Il prit le temps d'habituer ses yeux à la lumière avant de finalement se relever en une position assise et d'entreprendre une observation minutieuse de son corps. James ne lançait pas souvent de sortilège contre lui, il avait dû être particulièrement énervé et saoul pour agir ainsi. Son dos était recouvert de bandages qui s'enroulaient autour de son buste et de sa poitrine afin d'empêcher ses plaies de se rouvrir. Il ne lui semblait pas avoir déjà eu de punition aussi douloureuse par le passé.

Cependant, son attention était portée sur les fines bandelettes qui entouraient son avant-bras et se teintaient doucement de rouge. Certainement avait-il essayé de se tourner dans son sommeil et avait rouvert sa plaie. Cela devait aussi être la raison de son réveil. C'est seulement lorsqu'il réalisa qu'il ne voyait pas correctement les contours de sa main que Harry pensa à tâter son visage. Sa paupière droite était tuméfiée et rendait sa vision floue, cependant cela ne semblait pas être grave ou avoir atteint davantage son œil.

Une fois son analyse terminée, Harry laissa un gros soupir lui échapper. Il allait certainement mettre quelques jours à se remettre de tout cela. Il attrapa ensuite les quelques fioles de potion contre la douleur sur sa table de nuit et en avala deux, une rose et une bleue. Il ne se souvenait plus vraiment de leurs noms, mais Moby lui donnait toujours ces deux-là en premier. La verte devant être prise à la sortie de son bain.

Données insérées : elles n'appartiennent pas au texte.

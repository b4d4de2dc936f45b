//! Core library for the user store.
//!
//! A thin SQLite-backed record store for `User` rows, plus the probe service
//! that exercises raw select customizations against it.

pub mod db;
pub mod logging;
pub mod model;
pub mod repo;
pub mod service;

pub use db::{open_db, open_db_in_memory, DbError, DbResult};
pub use logging::{default_log_level, init_logging, logging_status, LogTarget};
pub use model::user::{User, UserId};
pub use repo::user_repo::{
    FindQuery, RepoError, RepoResult, Scope, SqliteUserRepository, UserRepository,
};
pub use service::probe_service::{
    spacing_variants, ProbeError, ProbeOutcome, ProbeReport, ProbeService, SelectProbe,
    DEFAULT_SELECT,
};
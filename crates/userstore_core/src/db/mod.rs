//! SQLite storage bootstrap and schema migration entry points.
//!
//! # Responsibility
//! - Open and configure SQLite connections for the user store.
//! - Create the `users` table if it is absent.
//!
//! # Invariants
//! - Migration version is tracked via `PRAGMA user_version`.
//! - Repositories must not touch a connection before migrations succeed.
//! - Existing tables are never altered to match the expected shape.

use std::error::Error;
use std::fmt::{Display, Formatter};

pub mod migrations;
mod open;

pub use open::{open_db, open_db_in_memory};

pub type DbResult<T> = Result<T, DbError>;

#[derive(Debug)]
pub enum DbError {
    Sqlite(rusqlite::Error),
    UnsupportedSchemaVersion {
        db_version: u32,
        latest_supported: u32,
    },
}

impl Display for DbError {
    fn fmt(&self, f: &mut Formatter<'_>) -> std::fmt::Result {
        match self {
            Self::Sqlite(err) => write!(f, "sqlite: {err}"),
            Self::UnsupportedSchemaVersion {
                db_version,
                latest_supported,
            } => write!(
                f,
                "database schema version {db_version} is newer than supported {latest_supported}"
            ),
        }
    }
}

impl Error for DbError {
    fn source(&self) -> Option<&(dyn Error + 'static)> {
        match self {
            Self::Sqlite(err) => Some(err),
            Self::UnsupportedSchemaVersion { .. } => None,
        }
    }
}

impl From<rusqlite::Error> for DbError {
    fn from(value: rusqlite::Error) -> Self {
        Self::Sqlite(value)
    }
}
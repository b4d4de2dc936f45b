//! Core use-case services.
//!
//! # Responsibility
//! - Orchestrate repository calls into use-case level APIs.
//! - Keep the CLI decoupled from storage details.

pub mod probe_service;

Posant son regard sur le réveil à sa droite, il remarqua qu'il n'était que 7h et qu'il avait encore trois heures devant lui avant que son professeur n'arrive. Harry ne savait toujours pas s'il l'appréciait ou non. Miller pouvait parfois être terrifiant, comme à chaque fois qu'il sortait sa canne ou qu'il le traitait de petit crétin prétentieux et sans cervelle. Cependant il lui arrivait à d'autres moments de lui donner de bon conseil ou de lui parler gentiment comme la fois où il avait arrêté le cours en avance parce que Thomas lui avait demandé s'il pouvait l'aider à apprendre l'alphabet.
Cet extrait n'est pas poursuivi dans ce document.